In addition to using iPads for supplementary content, the mobile devices were used for formative and summative assessment. The Blackboard Learning Management System (LMS) with the MobileTM Learn app allowed for course instructional content and quiz assessments.28 Quizzes were constructed by the instructor using question types and methods of presentation to make these quizzes mobile. There were 7 Blackboard mobile question types at the time: (1) true/false, (2) multiple choice, (3) short answer, (4) fill in multiple blanks, (5) calculated numeric, (6) file response, and (7) hot spot (identification of a location on an image) (Figure 2). Some of these (eg, multiple choice) were automatically graded by the LMS, while some (eg, short answer) required manual grading. When manually grading questions on a computer, the LMS provided an opportunity for course instructors and students to interact electronically at user-centered times. For example, instructors had the option of inserting feedback to the learner. The LMS also offered the option to hide test results from learners and make them visible at a later date. Learners were able to take these tests using any webenabled device, including tablet PCs, smart phones, or laptop computers. Most students used iPads to take the quizzes, but some used laptop computers or smart phones. Quizzes were designed to allow only 1 attempt and were administered during class time. Following manual grading, the instructor made the quizzes and grades visible to learners. This summative quiz feedback allowed students to review the content at any point and enabled the instructor to use classroom time more efficiently.
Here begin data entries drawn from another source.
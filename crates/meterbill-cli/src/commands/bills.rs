//! Bill command implementations (calc, approve, send) and extra-reading resolution

use anyhow::Result;
use meterbill_core::approval::ApprovalManager;
use meterbill_core::billing::{BillCalculator, BillReason, BillResult};
use meterbill_core::config::BillingConfig;
use meterbill_core::db::Database;
use meterbill_core::notify::TG_TOKEN_ENV;
use meterbill_core::reconcile::ElectricReconciler;
use meterbill_core::ym::Ym;

use super::{fmt_ts, resolve_month, sender_from_env};

/// One-line bill verdict, shared with the ingest path
pub fn print_bill_line(bill: &BillResult) {
    match bill.reason {
        BillReason::Ok => {
            if let Some(total) = bill.total_rub {
                println!("   💰 Bill: {:.2} ₽ (payable)", total);
            }
        }
        BillReason::MissingPhotos => {
            println!("   ⏳ Bill: waiting for readings ({})", bill.missing.join(", "));
        }
        BillReason::PendingAdmin => {
            println!("   ⛔ Bill: held for admin review");
        }
        BillReason::NoPrevMonth => {
            println!("   ℹ️  Bill: first recorded month, nothing to bill against");
        }
    }
}

fn print_bill(ym: &Ym, bill: &BillResult) {
    println!();
    println!("🧾 Bill for {}", ym);
    println!("   ─────────────────────────────────────────────────────────────");
    println!("   Reason: {}", bill.reason);

    if !bill.missing.is_empty() {
        println!("   Missing readings: {}", bill.missing.join(", "));
    }
    if bill.extra_pending {
        println!("   ⚠️  Extra electric reading pending (accept or reject it)");
    }

    for (article, item) in &bill.pending_items {
        println!(
            "   ⛔ {}: {:.2} ₽ vs {:.2} ₽ last month (moved {:.2}, threshold {:.2})",
            article, item.cur_rub, item.prev_rub, item.diff_rub, bill.threshold_rub
        );
    }
    for flag in &bill.pending_flags {
        println!("   ⚠️  [{}] {}", flag.code, flag.message);
    }
    if bill.t3.mismatch {
        if let (Some(expected), Some(raw)) = (bill.t3.expected, bill.t3.raw) {
            println!("   ⚠️  T3 cross-check: stored {:.3}, T1+T2 gives {:.3}", raw, expected);
        }
    }

    match bill.total_rub {
        Some(total) => println!("   Total: {:.2} ₽", total),
        None => println!("   Total: (not payable yet)"),
    }
    if let Some(at) = &bill.approved_at {
        println!("   Approved: {}", fmt_ts(at));
    }
    if let Some(at) = &bill.sent_at {
        println!("   Sent: {}", fmt_ts(at));
    }
}

pub fn cmd_bill_calc(db: &Database, apartment: i64, month: Option<&str>, json: bool) -> Result<()> {
    let ym = resolve_month(month)?;
    let config = BillingConfig::load()?;
    let calc = BillCalculator::with_config(db, config);

    let bill = calc.calculate(apartment, ym.as_str())?;

    if json {
        println!("{}", serde_json::to_string_pretty(&bill)?);
        return Ok(());
    }

    print_bill(&ym, &bill);
    Ok(())
}

pub async fn cmd_bill_approve(
    db: &Database,
    apartment: i64,
    month: Option<&str>,
    send: bool,
) -> Result<()> {
    let ym = resolve_month(month)?;
    let config = BillingConfig::load()?;
    let sender = sender_from_env();
    let manager = ApprovalManager::with_config(db, sender.as_ref(), config);

    let (bill, sent) = manager.approve(apartment, &ym, send).await?;

    println!("✅ Bill for apartment {} {} approved", apartment, ym);
    print_bill(&ym, &bill);
    if send {
        if sent {
            println!("   📨 Sent to the bound chat");
        } else {
            println!("   Not delivered (no chat or transport, or already sent at this total)");
        }
    }

    Ok(())
}

pub async fn cmd_bill_send(db: &Database, apartment: i64, month: Option<&str>) -> Result<()> {
    let ym = resolve_month(month)?;

    if std::env::var(TG_TOKEN_ENV).is_err() {
        println!("💡 Tip: Set {} to deliver bills over Telegram", TG_TOKEN_ENV);
    }

    let config = BillingConfig::load()?;
    let sender = sender_from_env();
    let manager = ApprovalManager::with_config(db, sender.as_ref(), config.clone());
    let calc = BillCalculator::with_config(db, config);

    let bill = calc.calculate(apartment, ym.as_str())?;
    let sent = manager.send_if_due(apartment, &ym, &bill).await?;

    print_bill(&ym, &bill);
    if sent {
        println!("   📨 Sent to the bound chat");
    } else {
        println!("   Not sent (unpayable, undeliverable, or already sent at this total)");
    }

    Ok(())
}

pub async fn cmd_bill_send_without_t3(
    db: &Database,
    apartment: i64,
    month: Option<&str>,
) -> Result<()> {
    let ym = resolve_month(month)?;
    let config = BillingConfig::load()?;
    let sender = sender_from_env();
    let manager = ApprovalManager::with_config(db, sender.as_ref(), config);

    let (bill, sent) = manager.send_without_t3_photo(apartment, &ym).await?;

    println!(
        "✅ T3 photo requirement waived for apartment {} {}",
        apartment, ym
    );
    print_bill(&ym, &bill);
    if sent {
        println!("   📨 Sent to the bound chat");
    } else {
        println!("   Not delivered (no transport, or already sent at this total)");
    }

    Ok(())
}

pub fn cmd_extra_accept(db: &Database, apartment: i64, month: Option<&str>) -> Result<()> {
    let ym = resolve_month(month)?;
    let reconciler = ElectricReconciler::new(db);

    match reconciler.accept_extra(apartment, &ym)? {
        Some(expected) => {
            println!(
                "✅ Extra electric reading accepted for apartment {} {}",
                apartment, ym
            );
            println!("   Unit is now billed on {} register(s)", expected);
            println!(
                "   Recalculate with: meterbill bill calc -a {} -m {}",
                apartment, ym
            );
        }
        None => println!("Nothing pending for apartment {} in {}.", apartment, ym),
    }

    Ok(())
}

pub fn cmd_extra_reject(db: &Database, apartment: i64, month: Option<&str>) -> Result<()> {
    let ym = resolve_month(month)?;
    let reconciler = ElectricReconciler::new(db);

    let expected = reconciler.reject_extra(apartment, &ym)?;

    println!(
        "✅ Extra electric readings rejected for apartment {} {}",
        apartment, ym
    );
    println!("   Slot layout restored to {} register(s)", expected);

    Ok(())
}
Formative feedback for student comprehension of material covered during face-toface lectures was provided using polls and an iPad app for an audience response system (ARS), ResponseWare®, by Turning Technologies.29 The instructor of record created questions covering course content and used them during several face-to-face lectures. The ARS gave the instructor and learners immediate feedback regarding student comprehension of course concepts. The discussion that followed created opportunities to review and reinforce learning. While the app for this ARS is free, the students are required to purchase a license to use the system. Licenses may be used on any web-enabled device to participate in polls. Students who owned ARS “clicker” data collection devices of the same brand were able to use those devices instead of purchasing a license to use the mobile app. A limited number of students were able to participate with their iPads using several ARS licenses purchased by the university.
The impact of this program of supplementary course content and transformed student assessment with m-learning was measured by comparing student course outcomes of the m-learning cohort to the previous cohort. Student knowledge and psychomotor skills were evaluated through written examinations, practical exams, and psychomotor competency tests. Grading rubrics and test format for competency tests and the practical examination were the same for both cohorts. Four of 7 lab instructors conducting these psychomotor tests were the same for both courses. Class average scores for assessments and the number and percentage requiring psychomotor retests were calculated.30 Student satisfaction regarding use of select iPad apps to learn course material was assessed using anonymous surveys following completion of the course.
Demographics and statistics of the 2 cohorts are reported in Table 1. The first professional year grade point average (GPA) for the fall 2012 (m-learning) cohort was greater than that of the fall 2011 (traditional lecture and laboratory) cohort.
The instructor of record observed anecdotally that the m-learning cohort required fewer retests of psychomotor competency tests and practical examinations as compared to the previous cohort. The difference in retests was most pronounced in musculoskeletal special tests and practical examinations (Table 2). An attempt was made to measure the impact of m-learning with supplementary teaching on student performance. There were no differences between the groups for final course grade, final written examination, competency test, or the practical examination grade percentages (Table 3).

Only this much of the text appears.